_What needs to be done_. Please return all lines of the data below containing the string "TokenIssuer".
Start of Source data
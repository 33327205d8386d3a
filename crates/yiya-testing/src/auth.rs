//! Token helpers for tests.
//!
//! Services validate bearer tokens themselves, so tests sign real tokens with
//! a fixed secret instead of faking headers.

use http::{HeaderMap, HeaderValue, header::AUTHORIZATION};
use yiya_auth_types::token::{IssuedToken, Subject, TokenIssuer};

/// Secret shared by every test issuer.
pub const TEST_JWT_SECRET: &str = "test-jwt-secret-for-unit-tests-only";

/// Issuer with default lifetimes and [`TEST_JWT_SECRET`].
pub fn test_issuer() -> TokenIssuer {
    TokenIssuer::with_default_ttl(TEST_JWT_SECRET)
}

/// Identity to sign tokens for.
pub struct MockAuth {
    pub user_id: i64,
    pub username: String,
    pub role: Option<String>,
}

impl MockAuth {
    pub fn admin(user_id: i64, username: &str) -> Self {
        Self {
            user_id,
            username: username.to_owned(),
            role: None,
        }
    }

    pub fn mp(user_id: i64, openid: &str) -> Self {
        Self {
            user_id,
            username: openid.to_owned(),
            role: Some("mp".to_owned()),
        }
    }

    fn subject(&self) -> Subject<'_> {
        Subject {
            id: self.user_id,
            username: &self.username,
            role: self.role.as_deref(),
        }
    }

    pub fn access_token(&self) -> IssuedToken {
        test_issuer().issue_access(&self.subject()).unwrap()
    }

    pub fn refresh_token(&self) -> IssuedToken {
        test_issuer().issue_refresh(&self.subject()).unwrap()
    }

    /// `Authorization: Bearer <access token>` header map.
    pub fn headers(&self) -> HeaderMap {
        let mut map = HeaderMap::new();
        let value = format!("Bearer {}", self.access_token().token);
        map.insert(AUTHORIZATION, HeaderValue::from_str(&value).unwrap());
        map
    }
}
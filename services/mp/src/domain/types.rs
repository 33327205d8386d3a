use chrono::{DateTime, Utc};
use serde::Deserialize;

/// Nickname given to accounts created on first login.
pub const DEFAULT_NICKNAME: &str = "微信用户";

/// Role claim carried by every mini-program token.
pub const MP_ROLE: &str = "mp";

#[derive(Debug, Clone, PartialEq, Eq)]
pub struct MpUser {
    pub id: i64,
    pub openid: String,
    pub unionid: Option<String>,
    pub session_key: Option<String>,
    pub nickname: Option<String>,
    pub avatar: Option<String>,
    pub phone: Option<String>,
    /// 0 = unknown, 1 = male, 2 = female.
    pub gender: Option<i32>,
    pub country: Option<String>,
    pub province: Option<String>,
    pub city: Option<String>,
    pub created_at: DateTime<Utc>,
    pub updated_at: DateTime<Utc>,
    pub deleted_at: Option<DateTime<Utc>>,
}

impl MpUser {
    pub fn is_deleted(&self) -> bool {
        self.deleted_at.is_some()
    }
}

#[derive(Debug, Clone)]
pub struct NewMpUser {
    pub openid: String,
    pub unionid: Option<String>,
    pub session_key: String,
    pub nickname: String,
}

/// Profile fields a user may edit. `None` leaves the column untouched.
#[derive(Debug, Clone, Default)]
pub struct MpUserPatch {
    pub nickname: Option<String>,
    pub avatar: Option<String>,
}

/// Result of exchanging a `wx.login` code.
#[derive(Debug, Clone, PartialEq, Eq)]
pub struct WeChatSession {
    pub openid: String,
    pub session_key: String,
    pub unionid: Option<String>,
}

/// `phone_info` object returned by `getuserphonenumber`.
#[derive(Debug, Clone, Default, PartialEq, Eq, Deserialize)]
#[serde(rename_all = "camelCase")]
pub struct PhoneInfo {
    pub phone_number: Option<String>,
    pub pure_phone_number: Option<String>,
    pub country_code: Option<String>,
}

impl PhoneInfo {
    /// The full number, falling back to the number without country code.
    pub fn number(&self) -> Option<&str> {
        self.phone_number
            .as_deref()
            .or(self.pure_phone_number.as_deref())
            .filter(|n| !n.is_empty())
    }
}
use sea_orm::Database;
use tracing::info;

use yiya_mp::config::MpConfig;
use yiya_mp::router::build_router;
use yiya_mp::state::AppState;

#[tokio::main]
async fn main() {
    yiya_core::tracing::init_tracing("mp");

    let config = MpConfig::from_env();

    let db = Database::connect(&config.database_url)
        .await
        .expect("failed to connect to database");

    let state = AppState {
        db,
        issuer: config.token_issuer(),
        wechat: config.wechat_client(),
    };

    let router = build_router(state, &config.cors_origins);
    let addr = format!("0.0.0.0:{}", config.mp_port);
    let listener = tokio::net::TcpListener::bind(&addr)
        .await
        .expect("failed to bind");

    info!("mp service listening on {addr}");
    axum::serve(listener, router).await.expect("server error");
}
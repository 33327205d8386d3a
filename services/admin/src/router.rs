use axum::{
    Router,
    routing::{get, post, put},
};
use tower::ServiceBuilder;
use tower_http::trace::TraceLayer;

use yiya_core::health::healthz;
use yiya_core::middleware::{cors_layer, propagate_request_id_layer, request_id_layer};

use crate::handlers::{
    auth::{login, logout, me, refresh},
    health::readyz,
    menu::{
        create_menu, delete_menu, get_menu_tree, get_my_menus, update_menu, update_menu_sort,
    },
    permission::{
        create_permission, delete_permission, get_permission, list_permissions,
        permission_options, update_permission,
    },
    role::{
        assign_menus, assign_permissions, create_role, delete_role, get_role, get_role_menus,
        get_role_permissions, list_roles, update_role,
    },
    user::{
        assign_roles, create_user, delete_user, get_user, list_users, reset_password,
        update_user,
    },
};
use crate::state::AppState;

pub const API_PREFIX: &str = "/api/v1/admin";

pub fn build_router(state: AppState, cors_origins: &[String]) -> Router {
    let api = Router::new()
        // Auth
        .route("/auth/login", post(login))
        .route("/auth/refresh", post(refresh))
        .route("/auth/me", get(me))
        .route("/auth/logout", post(logout))
        // Users
        .route("/users", get(list_users).post(create_user))
        .route(
            "/users/{id}",
            get(get_user).put(update_user).delete(delete_user),
        )
        .route("/users/{id}/reset-password", post(reset_password))
        .route("/users/{id}/roles", post(assign_roles))
        // Roles
        .route("/roles", get(list_roles).post(create_role))
        .route(
            "/roles/{id}",
            get(get_role).put(update_role).delete(delete_role),
        )
        .route(
            "/roles/{id}/permissions",
            get(get_role_permissions).post(assign_permissions),
        )
        .route("/roles/{id}/menus", get(get_role_menus).post(assign_menus))
        // Permissions
        .route(
            "/permissions",
            get(list_permissions).post(create_permission),
        )
        .route("/permissions/tree", get(permission_options))
        .route(
            "/permissions/{id}",
            get(get_permission)
                .put(update_permission)
                .delete(delete_permission),
        )
        // Menus
        .route("/menus", post(create_menu))
        .route("/menus/tree", get(get_menu_tree))
        .route("/menus/my", get(get_my_menus))
        .route("/menus/{id}", put(update_menu).delete(delete_menu))
        .route("/menus/{id}/sort", put(update_menu_sort));

    Router::new()
        // Health
        .route("/healthz", get(healthz))
        .route("/readyz", get(readyz))
        .nest(API_PREFIX, api)
        .layer(
            ServiceBuilder::new()
                .layer(request_id_layer())
                .layer(TraceLayer::new_for_http())
                .layer(propagate_request_id_layer())
                .layer(cors_layer(cors_origins)),
        )
        .with_state(state)
}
End of Source data
_Expected output_.
use yiya_auth_types::token::{IssuedToken, Subject, TokenIssuer};
pub fn test_issuer() -> TokenIssuer {
    TokenIssuer::with_default_ttl(TEST_JWT_SECRET)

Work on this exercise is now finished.